Punto de vista de Camille

El coche se movió en el momento en que cerré la puerta.

Me senté rígida en el asiento del pasajero, con las manos juntas sobre mi regazo, mirando al frente. Las luces de la ciudad pasaban borrosas por las ventanas, pero apenas las veía. Mi mente seguía en la fiesta, en las palabras de Marcus, en la voz de Fiora, en la forma en que todo lo que había creído se derrumbó en una sola noche. Las lágrimas rodaban por mis mejillas.
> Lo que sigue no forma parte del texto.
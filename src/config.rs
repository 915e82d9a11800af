// src/config.rs
use derive_builder::Builder;
use std::path::PathBuf;

use crate::args::Args;
use crate::error::AppError;
use crate::synth_options::SynthOptions;

pub const DEFAULT_DIRECTORY: &str = "test";
pub const DEFAULT_EXTENSION: &str = "js";
pub const DEFAULT_SYNTH_COMMAND: &str = "node";
pub const DEFAULT_RECORD_COMMAND: &str = "npm run integ";

#[derive(Debug, Clone, Builder)]
#[builder(setter(into))]
pub struct Config {
    #[builder(default = "PathBuf::from(DEFAULT_DIRECTORY)")]
    pub directory: PathBuf,
    #[builder(default = "DEFAULT_EXTENSION.to_string()")]
    pub extension: String,
    #[builder(default = "DEFAULT_SYNTH_COMMAND.to_string()")]
    pub synth_command: String,
    #[builder(default = "DEFAULT_RECORD_COMMAND.to_string()")]
    pub record_command: String,
    #[builder(default)]
    pub synth_options: SynthOptions,
    /// Test names from the command line. Accepted, never used for selection.
    #[builder(default)]
    pub tests: Vec<String>,
}

impl TryFrom<Args> for Config {
    type Error = AppError;

    fn try_from(args: Args) -> Result<Self, Self::Error> {
        let synth_options = match &args.synth_options {
            Some(path) => SynthOptions::from_file(path)?,
            None => SynthOptions::default(),
        };

        ConfigBuilder::default()
            .directory(args.directory)
            .extension(args.extension)
            .synth_command(args.synth_command)
            .record_command(args.record_command)
            .synth_options(synth_options)
            .tests(args.tests)
            .build()
            .map_err(|e| AppError::Config(e.to_string()))
    }
}
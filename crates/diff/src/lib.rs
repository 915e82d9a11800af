// crates/diff/src/lib.rs
//! Structural comparison of CloudFormation-style template documents.
//!
//! [`diff_template`] compares two documents section by section and
//! [`format_differences`] renders the resulting [`TemplateDiff`] to any
//! [`std::io::Write`] sink.

pub mod diff;
pub mod format;
pub mod template;

pub use diff::{
    ChangeKind, EntityChange, PropertyChange, ResourceChange, TemplateDiff, ValueChange,
    diff_template,
};
pub use format::{format_differences, format_to_string};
Adrian me pasó una toallita para secarme las lágrimas. No intentó hablar.

Eso por sí solo me dijo que entendía.

Después de un rato, me di cuenta de que no íbamos hacia mi casa. No me importó. Solo no quería que me vieran, no esta noche.

El coche se detuvo frente a un hotel de lujo tranquilo, construido lejos de las calles principales. No había luces parpadeantes ni multitudes, solo puertas de cristal y una iluminación suave.

Adrian estacionó y salió primero. No me ofreció la mano. No se quedó demasiado cerca; simplemente esperó.

Dentro, habló con la recepcionista en voz baja y reservó una habitación, una sola, a mi nombre. Pagó sin dudar y me pasó la tarjeta de la habitación a través del mostrador.

—Estarás segura aquí —dijo—. Cierra la puerta con llave. No la abras a nadie.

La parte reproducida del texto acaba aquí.